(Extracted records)
-- Opening Marker --

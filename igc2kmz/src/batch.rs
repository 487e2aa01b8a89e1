//! Conversion par lot: fichiers isolés ou dossier organisé en groupes
//!
//! Chaque fichier suit `lecture -> document KML -> archive KMZ`. Un échec
//! est enregistré dans le rapport et le lot continue.

use std::path::{Path, PathBuf};
use std::time::Instant;

use tracing::{debug, info, warn};

use crate::color::{generate_colors, Rgb};
use crate::config::Config;
use crate::kml::TrackDocument;
use crate::kmz;
use crate::report::{BatchReport, GroupSummary};
use crate::ConvertError;

/// Fichiers d'un sous-dossier (ou de la racine) partageant une couleur
#[derive(Debug, Clone, PartialEq, Eq)]
pub struct Group {
    pub name: String,
    /// Chemins triés
    pub files: Vec<PathBuf>,
}

/// Collecte les groupes d'un dossier
///
/// Chaque sous-dossier direct contenant au moins un fichier `extension`
/// (insensible à la casse) forme un groupe à son nom. Les fichiers à la
/// racine forment le groupe `root_group`. Groupes triés par nom.
pub fn scan_groups(
    root: &Path,
    extension: &str,
    root_group: &str,
) -> Result<Vec<Group>, ConvertError> {
    let mut groups = Vec::new();
    let mut root_files = Vec::new();

    for path in sorted_entries(root)? {
        if path.is_dir() {
            let files: Vec<PathBuf> = sorted_entries(&path)?
                .into_iter()
                .filter(|p| p.is_file() && has_extension(p, extension))
                .collect();

            if !files.is_empty() {
                groups.push(Group {
                    name: file_label(&path),
                    files,
                });
            }
        } else if path.is_file() && has_extension(&path, extension) {
            root_files.push(path);
        }
    }

    if !root_files.is_empty() {
        groups.push(Group {
            name: root_group.to_string(),
            files: root_files,
        });
    }

    groups.sort_by(|a, b| a.name.cmp(&b.name));
    debug!(root = %root.display(), groups = groups.len(), "Folder scanned");
    Ok(groups)
}

fn sorted_entries(dir: &Path) -> Result<Vec<PathBuf>, ConvertError> {
    let mut entries = Vec::new();
    for entry in std::fs::read_dir(dir)? {
        entries.push(entry?.path());
    }
    entries.sort();
    Ok(entries)
}

fn has_extension(path: &Path, extension: &str) -> bool {
    path.extension()
        .and_then(|ext| ext.to_str())
        .is_some_and(|ext| ext.eq_ignore_ascii_case(extension))
}

/// Nom du fichier, sans dossier
pub(crate) fn file_label(path: &Path) -> String {
    path.file_name()
        .map(|name| name.to_string_lossy().into_owned())
        .unwrap_or_else(|| path.display().to_string())
}

/// Nom du fichier sans extension
pub(crate) fn file_stem(path: &Path) -> String {
    path.file_stem()
        .map(|stem| stem.to_string_lossy().into_owned())
        .unwrap_or_default()
}

/// Dossier parent et nom d'un dossier d'entrée (`.` est résolu)
pub(crate) fn split_folder(root: &Path) -> Result<(PathBuf, String), ConvertError> {
    let root = match root.file_name() {
        Some(_) => root.to_path_buf(),
        None => root.canonicalize()?,
    };

    let name = file_label(&root);
    let parent = root.parent().map(Path::to_path_buf).unwrap_or_default();
    Ok((parent, name))
}

/// Convertit un tracklog en archive KMZ
///
/// Le document porte le nom du fichier d'entrée sans extension. Aucun
/// fichier n'est écrit si la trace ne contient aucun point valide.
pub fn convert_file(
    input: &Path,
    output: &Path,
    color: Rgb,
    config: &Config,
) -> Result<(), ConvertError> {
    let track = igc::parse(input)?;
    debug!(
        input = %input.display(),
        fixes = track.fixes.len(),
        pilot = ?track.pilot,
        "Track parsed"
    );

    let root = TrackDocument::from_track(&track, &file_stem(input), color, config).into_element();
    kmz::write_kmz(&root, output)
}

/// Convertit une liste de fichiers, chaque sortie à côté de son entrée
pub fn convert_files(paths: &[PathBuf], color: Rgb, config: &Config) -> BatchReport {
    let started = Instant::now();
    let total = paths.len();
    let mut report = BatchReport::new(total);

    info!(files = total, color = %color, "Starting conversion");

    for (index, input) in paths.iter().enumerate() {
        let output = input.with_extension(&config.kmz_extension);
        convert_one(input, &output, color, config, index + 1, total, &mut report);
    }

    report.set_duration(started.elapsed());
    report.finalize();
    report
}

/// Convertit un dossier, une couleur par groupe
///
/// Sortie dans `<dossier>_kmz` à côté du dossier d'entrée, un
/// sous-dossier par groupe nommé, les fichiers racine directement dedans.
///
/// # Errors
///
/// `ConvertError::NoInputFiles` si aucun tracklog n'est trouvé, erreur
/// d'I/O si le dossier est illisible ou la racine de sortie impossible à
/// créer. Les échecs par fichier sont dans le rapport.
pub fn convert_folder(root: &Path, config: &Config) -> Result<BatchReport, ConvertError> {
    let started = Instant::now();
    let (parent, name) = split_folder(root)?;

    let groups = scan_groups(root, &config.igc_extension, "")?;
    if groups.is_empty() {
        return Err(ConvertError::NoInputFiles {
            kind: config.igc_extension.to_uppercase(),
            path: root.to_path_buf(),
        });
    }

    let output_root = parent.join(format!("{}_kmz", name));
    let colors = generate_colors(groups.len());
    let total = groups.iter().map(|g| g.files.len()).sum();

    info!(
        "Found {} files in {} groups, output: {}",
        total,
        groups.len(),
        output_root.display()
    );

    std::fs::create_dir_all(&output_root)?;

    let mut report = BatchReport::new(total);
    report.output_root = Some(output_root.clone());

    let mut count = 0;
    for (index, (group, color)) in groups.iter().zip(colors).enumerate() {
        let label = if group.name.is_empty() {
            "(root)"
        } else {
            group.name.as_str()
        };
        info!(
            "[group {}/{}] {} [{}]: {} files",
            index + 1,
            groups.len(),
            label,
            color,
            group.files.len()
        );

        report.groups.push(GroupSummary {
            name: group.name.clone(),
            color,
            files: group.files.len(),
        });

        let out_dir = if group.name.is_empty() {
            output_root.clone()
        } else {
            output_root.join(&group.name)
        };

        if let Err(e) = std::fs::create_dir_all(&out_dir) {
            let e = ConvertError::from(e);
            warn!(dir = %out_dir.display(), error = %e, "Cannot create group output directory");
            for input in &group.files {
                count += 1;
                report.record_failure(file_label(input), &e);
            }
            continue;
        }

        for input in &group.files {
            count += 1;
            let output = out_dir.join(format!("{}.{}", file_stem(input), config.kmz_extension));
            convert_one(input, &output, color, config, count, total, &mut report);
        }
    }

    report.set_duration(started.elapsed());
    report.finalize();
    Ok(report)
}

fn convert_one(
    input: &Path,
    output: &Path,
    color: Rgb,
    config: &Config,
    position: usize,
    total: usize,
    report: &mut BatchReport,
) {
    let file = file_label(input);
    info!("[{}/{}] Converting {}", position, total, file);

    match convert_file(input, output, color, config) {
        Ok(()) => {
            report.record_success();
            info!("  -> {}", file_label(output));
        }
        Err(e) => {
            warn!(file = %file, error = %e, "Conversion failed");
            report.record_failure(file, &e);
        }
    }
}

-- Closing Marker --

Prompt:
Word for word, write out each of the records above.

Exercise response:
filename igc2kmz/src/batch.rs
repository 487e2aa01b8a89e1
//! Conversion par lot: fichiers isolés ou dossier organisé en groupes
//!
//! Chaque fichier suit `lecture -> document KML -> archive KMZ`. Un échec
//! est enregistré dans le rapport et le lot continue.

use std::path::{Path, PathBuf};
use std::time::Instant;

use tracing::{debug, info, warn};

use crate::color::{generate_colors, Rgb};
use crate::config::Config;
use crate::kml::TrackDocument;
use crate::kmz;
use crate::report::{BatchReport, GroupSummary};
use crate::ConvertError;

/// Fichiers d'un sous-dossier (ou de la racine) partageant une couleur
#[derive(Debug, Clone, PartialEq, Eq)]
pub struct Group {
    pub name: String,
    /// Chemins triés
    pub files: Vec<PathBuf>,
}

/// Collecte les groupes d'un dossier
///
/// Chaque sous-dossier direct contenant au moins un fichier `extension`
/// (insensible à la casse) forme un groupe à son nom. Les fichiers à la
/// racine forment le groupe `root_group`. Groupes triés par nom.
pub fn scan_groups(
    root: &Path,
    extension: &str,
    root_group: &str,
) -> Result<Vec<Group>, ConvertError> {
    let mut groups = Vec::new();
    let mut root_files = Vec::new();

    for path in sorted_entries(root)? {
        if path.is_dir() {
            let files: Vec<PathBuf> = sorted_entries(&path)?
                .into_iter()
                .filter(|p| p.is_file() && has_extension(p, extension))
                .collect();

            if !files.is_empty() {
                groups.push(Group {
                    name: file_label(&path),
                    files,
                });
            }
        } else if path.is_file() && has_extension(&path, extension) {
            root_files.push(path);
        }
    }

    if !root_files.is_empty() {
        groups.push(Group {
            name: root_group.to_string(),
            files: root_files,
        });
    }

    groups.sort_by(|a, b| a.name.cmp(&b.name));
    debug!(root = %root.display(), groups = groups.len(), "Folder scanned");
    Ok(groups)
}

fn sorted_entries(dir: &Path) -> Result<Vec<PathBuf>, ConvertError> {
    let mut entries = Vec::new();
    for entry in std::fs::read_dir(dir)? {
        entries.push(entry?.path());
    }
    entries.sort();
    Ok(entries)
}

fn has_extension(path: &Path, extension: &str) -> bool {
    path.extension()
        .and_then(|ext| ext.to_str())
        .is_some_and(|ext| ext.eq_ignore_ascii_case(extension))
}

/// Nom du fichier, sans dossier
pub(crate) fn file_label(path: &Path) -> String {
    path.file_name()
        .map(|name| name.to_string_lossy().into_owned())
        .unwrap_or_else(|| path.display().to_string())
}

/// Nom du fichier sans extension
pub(crate) fn file_stem(path: &Path) -> String {
    path.file_stem()
        .map(|stem| stem.to_string_lossy().into_owned())
        .unwrap_or_default()
}

/// Dossier parent et nom d'un dossier d'entrée (`.` est résolu)
pub(crate) fn split_folder(root: &Path) -> Result<(PathBuf, String), ConvertError> {
    let root = match root.file_name() {
        Some(_) => root.to_path_buf(),
        None => root.canonicalize()?,
    };

    let name = file_label(&root);
    let parent = root.parent().map(Path::to_path_buf).unwrap_or_default();
    Ok((parent, name))
}

/// Convertit un tracklog en archive KMZ
///
/// Le document porte le nom du fichier d'entrée sans extension. Aucun
/// fichier n'est écrit si la trace ne contient aucun point valide.
pub fn convert_file(
    input: &Path,
    output: &Path,
    color: Rgb,
    config: &Config,
) -> Result<(), ConvertError> {
    let track = igc::parse(input)?;
    debug!(
        input = %input.display(),
        fixes = track.fixes.len(),
        pilot = ?track.pilot,
        "Track parsed"
    );

    let root = TrackDocument::from_track(&track, &file_stem(input), color, config).into_element();
    kmz::write_kmz(&root, output)
}

/// Convertit une liste de fichiers, chaque sortie à côté de son entrée
pub fn convert_files(paths: &[PathBuf], color: Rgb, config: &Config) -> BatchReport {
    let started = Instant::now();
    let total = paths.len();
    let mut report = BatchReport::new(total);

    info!(files = total, color = %color, "Starting conversion");

    for (index, input) in paths.iter().enumerate() {
        let output = input.with_extension(&config.kmz_extension);
        convert_one(input, &output, color, config, index + 1, total, &mut report);
    }

    report.set_duration(started.elapsed());
    report.finalize();
    report
}

/// Convertit un dossier, une couleur par groupe
///
/// Sortie dans `<dossier>_kmz` à côté du dossier d'entrée, un
/// sous-dossier par groupe nommé, les fichiers racine directement dedans.
///
/// # Errors
///
/// `ConvertError::NoInputFiles` si aucun tracklog n'est trouvé, erreur
/// d'I/O si le dossier est illisible ou la racine de sortie impossible à
/// créer. Les échecs par fichier sont dans le rapport.
pub fn convert_folder(root: &Path, config: &Config) -> Result<BatchReport, ConvertError> {
    let started = Instant::now();
    let (parent, name) = split_folder(root)?;

    let groups = scan_groups(root, &config.igc_extension, "")?;
    if groups.is_empty() {
        return Err(ConvertError::NoInputFiles {
            kind: config.igc_extension.to_uppercase(),
            path: root.to_path_buf(),
        });
    }

    let output_root = parent.join(format!("{}_kmz", name));
    let colors = generate_colors(groups.len());
    let total = groups.iter().map(|g| g.files.len()).sum();

    info!(
        "Found {} files in {} groups, output: {}",
        total,
        groups.len(),
        output_root.display()
    );

    std::fs::create_dir_all(&output_root)?;

    let mut report = BatchReport::new(total);
    report.output_root = Some(output_root.clone());

    let mut count = 0;
    for (index, (group, color)) in groups.iter().zip(colors).enumerate() {
        let label = if group.name.is_empty() {
            "(root)"
        } else {
            group.name.as_str()
        };
        info!(
            "[group {}/{}] {} [{}]: {} files",
            index + 1,
            groups.len(),
            label,
            color,
            group.files.len()
        );

        report.groups.push(GroupSummary {
            name: group.name.clone(),
            color,
            files: group.files.len(),
        });

        let out_dir = if group.name.is_empty() {
            output_root.clone()
        } else {
            output_root.join(&group.name)
        };

        if let Err(e) = std::fs::create_dir_all(&out_dir) {
            let e = ConvertError::from(e);
            warn!(dir = %out_dir.display(), error = %e, "Cannot create group output directory");
            for input in &group.files {
                count += 1;
                report.record_failure(file_label(input), &e);
            }
            continue;
        }

        for input in &group.files {
            count += 1;
            let output = out_dir.join(format!("{}.{}", file_stem(input), config.kmz_extension));
            convert_one(input, &output, color, config, count, total, &mut report);
        }
    }

    report.set_duration(started.elapsed());
    report.finalize();
    Ok(report)
}

fn convert_one(
    input: &Path,
    output: &Path,
    color: Rgb,
    config: &Config,
    position: usize,
    total: usize,
    report: &mut BatchReport,
) {
    let file = file_label(input);
    info!("[{}/{}] Converting {}", position, total, file);

    match convert_file(input, output, color, config) {
        Ok(()) => {
            report.record_success();
            info!("  -> {}", file_label(output));
        }
        Err(e) => {
            warn!(file = %file, error = %e, "Conversion failed");
            report.record_failure(file, &e);
        }
    }
}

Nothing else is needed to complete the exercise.